--- EXERCISE INPUT ---
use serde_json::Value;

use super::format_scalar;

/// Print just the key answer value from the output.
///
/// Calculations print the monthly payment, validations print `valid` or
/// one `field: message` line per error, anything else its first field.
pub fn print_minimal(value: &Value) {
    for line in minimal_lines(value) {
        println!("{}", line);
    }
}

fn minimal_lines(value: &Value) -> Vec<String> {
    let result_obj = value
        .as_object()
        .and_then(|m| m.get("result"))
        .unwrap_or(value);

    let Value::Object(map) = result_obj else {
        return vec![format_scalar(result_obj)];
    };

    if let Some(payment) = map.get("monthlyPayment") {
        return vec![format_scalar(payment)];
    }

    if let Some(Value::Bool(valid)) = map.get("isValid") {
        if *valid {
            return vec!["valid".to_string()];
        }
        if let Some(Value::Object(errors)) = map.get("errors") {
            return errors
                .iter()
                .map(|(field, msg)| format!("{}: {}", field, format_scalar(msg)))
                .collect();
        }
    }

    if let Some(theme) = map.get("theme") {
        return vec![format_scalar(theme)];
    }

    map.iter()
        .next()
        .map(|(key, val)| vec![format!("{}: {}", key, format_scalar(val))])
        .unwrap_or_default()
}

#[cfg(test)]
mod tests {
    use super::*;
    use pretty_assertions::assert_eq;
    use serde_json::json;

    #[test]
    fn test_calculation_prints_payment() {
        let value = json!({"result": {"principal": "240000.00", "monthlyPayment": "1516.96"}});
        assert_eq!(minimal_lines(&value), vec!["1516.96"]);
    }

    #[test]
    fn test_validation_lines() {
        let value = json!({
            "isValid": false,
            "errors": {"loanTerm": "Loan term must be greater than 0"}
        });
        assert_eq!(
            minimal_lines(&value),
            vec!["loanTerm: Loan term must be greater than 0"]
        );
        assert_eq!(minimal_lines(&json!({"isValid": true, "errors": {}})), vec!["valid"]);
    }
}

--- PROBLEM DETAILS ---
Return the lines above exactly, keeping every word.

--- SOLUTION BELOW ---
use serde_json::Value;

use super::format_scalar;

/// Print just the key answer value from the output.
///
/// Calculations print the monthly payment, validations print `valid` or
/// one `field: message` line per error, anything else its first field.
pub fn print_minimal(value: &Value) {
    for line in minimal_lines(value) {
        println!("{}", line);
    }
}

fn minimal_lines(value: &Value) -> Vec<String> {
    let result_obj = value
        .as_object()
        .and_then(|m| m.get("result"))
        .unwrap_or(value);

    let Value::Object(map) = result_obj else {
        return vec![format_scalar(result_obj)];
    };

    if let Some(payment) = map.get("monthlyPayment") {
        return vec![format_scalar(payment)];
    }

    if let Some(Value::Bool(valid)) = map.get("isValid") {
        if *valid {
            return vec!["valid".to_string()];
        }
        if let Some(Value::Object(errors)) = map.get("errors") {
            return errors
                .iter()
                .map(|(field, msg)| format!("{}: {}", field, format_scalar(msg)))
                .collect();
        }
    }

    if let Some(theme) = map.get("theme") {
        return vec![format_scalar(theme)];
    }

    map.iter()
        .next()
        .map(|(key, val)| vec![format!("{}: {}", key, format_scalar(val))])
        .unwrap_or_default()
}

#[cfg(test)]
mod tests {
    use super::*;
    use pretty_assertions::assert_eq;
    use serde_json::json;

    #[test]
    fn test_calculation_prints_payment() {
        let value = json!({"result": {"principal": "240000.00", "monthlyPayment": "1516.96"}});
        assert_eq!(minimal_lines(&value), vec!["1516.96"]);
    }

    #[test]
    fn test_validation_lines() {
        let value = json!({
            "isValid": false,
            "errors": {"loanTerm": "Loan term must be greater than 0"}
        });
        assert_eq!(
            minimal_lines(&value),
            vec!["loanTerm: Loan term must be greater than 0"]
        );
        assert_eq!(minimal_lines(&json!({"isValid": true, "errors": {}})), vec!["valid"]);
    }
}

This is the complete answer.